Making the most of Facebook insights

Which?'s Charlotte Slayford outlines how changes in the data Facebook provides about your Page allow you to shift attention to the amount and quality of interaction with your audience.

Facebook released a preview version of Facebook insights – its reporting package - in November 2011.

I’ve digested some of the things I’ve read over the past few weeks to pick out the main differences – largely two new stats: 'people talking about' and 'virality'.

This 3-minute video gives a good explanation of the updates.

New dashboard

The dashboard details your:

  • total likes - people who have liked your page
  • friends of fans - your potential reach
  • people talking about this - unique people who have created content relating to your page such as a comment, 'like' or photo tag
  • weekly total reach – the total number of people who have seen content relating to your page (includes ads/sponsored stories)

This is an example of Which? Action’s dashboard. (You're stuck with the date range Facebook chooses to show you – usually the current week.)

Which? facebook stats image

Viral reach

This new stat allows you to see the number of people who saw a story and interacted with it and, as a result, the number of their friends it reached, expanding awareness of your page and organisation.

This allows you to tailor your activity by learning which posts get the most people talking about issues, or have the greatest virality stats.

For example, pictures of our cupcake delivery to the Treasury went down a treat:

Which? facebook stats image 2

Pros:

Focus on engagement - The data allows you to move on from a concern just with the number of people liking your page, to the quality of your content and user engagement.

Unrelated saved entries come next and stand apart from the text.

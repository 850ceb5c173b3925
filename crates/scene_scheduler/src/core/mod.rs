//! # Core Scheduler Module
//!
//! Shared abstractions used by every scheduling stage.
//!
//! ## Organization
//!
//! - **Config**: Scheduler configuration with validation
//! - **Foundation**: Low-level utilities (math, logging)

pub mod config;

// Re-export foundation modules for convenience
pub use crate::foundation;

// Re-export commonly used config types
pub use config::{
    SchedulerConfig,
    DepthMode,
    SceneMode,
    Config,
    ConfigError,
};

Better feedback on content – You get information which helps you work out what works and what doesn't with your posts.

Cons:

3 months data only - Facebook can only report on the past 3 months of data so you have to be disciplined in keeping an external record of the data so you don’t lose anything.

Need 30+ people - You need over 30 people to interact with your page that week to pull any engagement stats, so pages with just a few fans will struggle to get stats.

Charlotte Slayford is Consumer Action Editor at Which?